Geography
- Location: 5121 Raytown Road, Kansas City, Missouri, United States
- Coordinates: 39°01′47″N 94°28′05″W﻿ / ﻿39.029740°N 94.467980°W

Services
- Beds: 105

History
- Opened: 1986
- Closed: 2019

Links
- Lists: Hospitals in Missouri

= Two Rivers Psychiatric Hospital =

Defunct hospital in Missouri, U.S.

Two Rivers Behavioral Health System was a 105-bed psychiatric hospital located in Kansas City, Missouri.

Opened in October 1986, the facility was operated as a private, for-profit, psychiatric hospital and was owned by Universal Health Services.

Two Rivers Behavioral Health System had a broad range of in-patient, partial hospitalization, and intensive outpatient services comprising the following units or programs:

- The National Center for Trauma-Based Disorders
- Dual Diagnosis and Addictions
- Spectrum Adult Services
- Renaissance Older Adult Program
- Child and Adolescent Program

The National Center for Trauma-Based Disorders had both trauma stabilization and trauma treatment programs as well as a program for those with trauma and co-occurring eating disorders and addictions.

Two Rivers Psychiatric Hospital was at one time one of two private, free-standing psychiatric hospitals in the Kansas City area, the other being the Research Medical Center's Research Psychiatric Center.

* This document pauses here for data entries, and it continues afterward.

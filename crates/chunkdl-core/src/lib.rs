//! Segmented, resumable HTTP downloader.
//!
//! A [`Downloader`] splits each submitted file into fixed-size byte ranges,
//! fetches the ranges concurrently into scratch files, merges them into the
//! destination at their offsets on a single merge thread, verifies the
//! checksum, and reports the outcome through a [`DownloadListener`].

pub mod checksum;
pub mod config;
pub mod downloader;
pub mod executor;
mod fetcher;
pub mod listener;
pub mod logging;
mod merge;
pub mod naming;
pub mod planner;
pub mod retry;
pub mod storage;
pub mod task;
pub mod transport;

pub use checksum::{Checksum, ChecksumAlgorithm};
pub use config::{ChunkdlConfig, FailurePolicy};
pub use downloader::{Downloader, SubmitError};
pub use executor::{Executor, InlineExecutor, WorkerPool};
pub use listener::{ChannelListener, DownloadError, DownloadEvent, DownloadListener, FailureKind, NoopListener};
pub use planner::{plan_ranges, ByteRange, PlanError};
pub use task::{DownloadRequest, TaskId, TaskSnapshot};
pub use transport::{CurlTransport, RangeTransport};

In September 2008 the Centers for Medicare and Medicaid Services (CMS) terminated Two Rivers' participation in Medicare. United Health appealed the decision and eventually agreed to a settlement requiring Two Rivers to retain an outside monitor for six months.

The hospital announced it was closing effective February 9, 2019 after a decision made by its then corporate parent, Universal Health Services.